The study, “Mortality is Appalachian Coal Mining Regions: The Value of Statistical Life Lost,” is published in the July-August issue of Public Health Reports, the peer-reviewed journal of the U.S. Department of Health and Human Service’s Public Health Service.  The journal is available here,  but it is subscription only, and I apologize to Coal Tattoo readers that I have not been able to secure permission to post it on the blog or on the Gazette’s Web site. I expect WVU to be promoting this study’s publication with a news release, and perhaps they’ll find a way to post the actual study online for free.

Updated: I’ve gotten permission to post the entire paper, so here it is.

Hendryx and Ahern have published a series of other related articles over the last two years, some of which are summarized here.  One study in particular that received a lot of attention last year found that residents of coal-mining communities were more likely to suffer a variety of chronic health problems, even when the data was adjusted for other factors. Here’s a story I did that described that study and other work by these researchers.

My buddy Scott Finn at West Virginia Public Broadcasting did a nice piece last year on Hendryx’s research for the great show Living on Earth.

The National Mining Association, the West Virginia Coal Association, and coalfield politicians love to throw around numbers about coal-mining economic impacts.  And the folks at Marshall University’s Center for Business and Economic Research have over the years produced several studies promoting how great coal is for the regional economy (see here and here).

But the work by Hendryx is a more sophisticated (and difficult) analysis, which tries to do what a lot of political conservatives and folks in the coal industry say needs to be done: Weigh coal’s costs and benefits against each other when considering government policies that would impact the industry.

Oddly, this research hasn’t been cited much by Friends of Coal, like West Virginia Gov. Joe Manchin. After Hendryx published one of his papers last year, I asked the Manchin administration if they planned to look into the issue, and this is the response I got:

Gov. Joe Manchin plans no immediate state review of coal pollution’s impacts on public health following the release of four studies that raise questions about the industry’s effects.

Manchin asked two state agencies to look at the studies, but any serious follow-up investigation should be left to the federal government, state officials said.

“If what they are saying about coal, if you follow that assessment, that’s not just a West Virginia issue,” said Lara Ramsburg, Manchin’s communications director.

Interesting, given that these days, the Manchin administration’s position is that federal officials ought to keep their noses out of West Virginia’s coal industry.

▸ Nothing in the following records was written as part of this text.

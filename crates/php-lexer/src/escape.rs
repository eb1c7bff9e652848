//! Escape sequences of PHP string literals.
//!
//! Values are `String`s, so a byte produced by an octal or hex escape maps to
//! the code point of the same number: `"\xe9"` reads as `é`.

use thiserror::Error;

/// How a string body was delimited. The delimiter decides which escapes are
/// honoured.
#[derive(Debug, Clone, Copy, PartialEq, Eq)]
pub enum Quote {
    Single,
    Double,
    Backtick,
    Heredoc,
    Nowdoc,
}

#[derive(Debug, Clone, PartialEq, Eq, Error)]
pub enum EscapeError {
    #[error("missing closing '}}' for UTF-8 codepoint escape")]
    UnclosedCodepoint { offset: usize },

    #[error("invalid UTF-8 codepoint escape sequence {sequence}")]
    InvalidCodepoint { sequence: String, offset: usize },

    #[error("octal escape sequence overflow {sequence} is greater than \\377")]
    OctalOverflow { sequence: String, offset: usize },
}

impl EscapeError {
    /// Byte offset of the offending `\` in the body.
    pub fn offset(&self) -> usize {
        match self {
            EscapeError::UnclosedCodepoint { offset }
            | EscapeError::InvalidCodepoint { offset, .. }
            | EscapeError::OctalOverflow { offset, .. } => *offset,
        }
    }
}

/// Split a quoted literal such as `'a'`, `"a"` or `b"a"` into its body and
/// quote style. Returns `None` for text that is not quoted, e.g. the bare
/// offset of `"$a[key]"`.
pub fn split_literal(text: &str) -> Option<(&str, Quote)> {
    let text = text.strip_prefix(['b', 'B']).unwrap_or(text);
    let quote = match text.as_bytes().first()? {
        b'\'' => Quote::Single,
        b'"' => Quote::Double,
        _ => return None,
    };
    if text.len() < 2 || !text.ends_with(&text[..1]) {
        return None;
    }
    Some((&text[1..text.len() - 1], quote))
}

/// The value of a string body. `\` sequences that mean nothing for `quote`
/// are kept as written.
pub fn unescape(body: &str, quote: Quote) -> Result<String, EscapeError> {
    if quote == Quote::Nowdoc || memchr::memchr(b'\\', body.as_bytes()).is_none() {
        return Ok(body.to_string());
    }
    match quote {
        Quote::Single => Ok(unescape_single(body)),
        _ => unescape_double(body, quote),
    }
}

fn unescape_single(body: &str) -> String {
    let mut out = String::with_capacity(body.len());
    let mut chars = body.chars();
    while let Some(c) = chars.next() {
        if c != '\\' {
            out.push(c);
            continue;
        }
        match chars.clone().next() {
            Some(next @ ('\\' | '\'')) => {
                out.push(next);
                chars.next();
            }
            _ => out.push('\\'),
        }
    }
    out
}

fn unescape_double(body: &str, quote: Quote) -> Result<String, EscapeError> {
    let bytes = body.as_bytes();
    let mut out = String::with_capacity(body.len());
    let mut i = 0;

    while i < bytes.len() {
        let Some(at) = memchr::memchr(b'\\', &bytes[i..]) else {
            out.push_str(&body[i..]);
            break;
        };
        out.push_str(&body[i..i + at]);
        i += at;

        let Some(&next) = bytes.get(i + 1) else {
            out.push('\\');
            break;
        };
        let simple = match next {
            b'n' => Some('\n'),
            b'r' => Some('\r'),
            b't' => Some('\t'),
            b'v' => Some('\x0B'),
            b'e' => Some('\x1B'),
            b'f' => Some('\x0C'),
            b'\\' => Some('\\'),
            b'$' => Some('$'),
            b'"' if quote == Quote::Double => Some('"'),
            b'`' if quote == Quote::Backtick => Some('`'),
            _ => None,
        };
        if let Some(c) = simple {
            out.push(c);
            i += 2;
            continue;
        }

        match next {
            b'u' if bytes.get(i + 2) == Some(&b'{') => {
                let (c, len) = codepoint(body, i)?;
                out.push(c);
                i += len;
            }
            b'0'..=b'7' => {
                let digits = bytes[i + 1..]
                    .iter()
                    .take(3)
                    .take_while(|b| matches!(b, b'0'..=b'7'))
                    .count();
                let sequence = &body[i..i + 1 + digits];
                let value = u32::from_str_radix(&sequence[1..], 8).unwrap_or(0);
                let byte = u8::try_from(value).map_err(|_| EscapeError::OctalOverflow {
                    sequence: sequence.to_string(),
                    offset: i,
                })?;
                out.push(char::from(byte));
                i += 1 + digits;
            }
            b'x' | b'X' => {
                let digits = bytes[i + 2..]
                    .iter()
                    .take(2)
                    .take_while(|b| b.is_ascii_hexdigit())
                    .count();
                match u8::from_str_radix(&body[i + 2..i + 2 + digits], 16) {
                    Ok(byte) if digits > 0 => out.push(char::from(byte)),
                    _ => out.push_str(&body[i..i + 2 + digits]),
                }
                i += 2 + digits;
            }
            _ => {
                // Unknown escape: both characters stay.
                out.push('\\');
                i += 1;
            }
        }
    }

    Ok(out)
}

/// Decode `\u{...}` starting at the `\` at `at`. Returns the character and the
/// length of the whole sequence.
fn codepoint(body: &str, at: usize) -> Result<(char, usize), EscapeError> {
    let digits_start = at + 3;
    let Some(close) = body[digits_start..].find('}') else {
        return Err(EscapeError::UnclosedCodepoint { offset: at });
    };
    let digits = &body[digits_start..digits_start + close];
    let sequence_len = 3 + close + 1;
    let invalid = || EscapeError::InvalidCodepoint {
        sequence: body[at..at + sequence_len].to_string(),
        offset: at,
    };

    if digits.is_empty() || !digits.bytes().all(|b| b.is_ascii_hexdigit()) {
        return Err(invalid());
    }
    let value = u32::from_str_radix(digits, 16).map_err(|_| invalid())?;
    let c = char::from_u32(value).ok_or_else(invalid)?;
    Ok((c, sequence_len))
}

As I pointed in my story, this new study is not a definitive cost-benefit analysis of coal. As the authors explained:

“They do not consider reduced employment productivity resulting from medical illness, increased public expenditures for programs such as food stamps and Medicaid, reduced poverty values associated with mining activities, and the pros and the costs of natural resource destruction,” the study says.

Natural resources such as forests and streams have substantial economic value when they are left intact, and mining is highly destructive of these resources,” the study says. “For example, Appalachian coal mining permanently buried 724 stream miles between 1985 and 2001 through mountaintop removal mining and subsequent valley fills, and will ultimately impact more than 1.4 million acres.

Coal generates inexpensive electricity, but not as inexpensive as the price signals indicate because those prices do not include the costs to human health and productivity, and the costs of natural resource destruction.

You have to kind of wonder why more research like this hasn’t been done across the Appalachian region. Isn’t this the kind of information our state leaders really need, as they try to sort out the controversy over mountaintop removal, figure out what kind of green jobs could make our state’s future bright, and generally look for A Better West Virginia?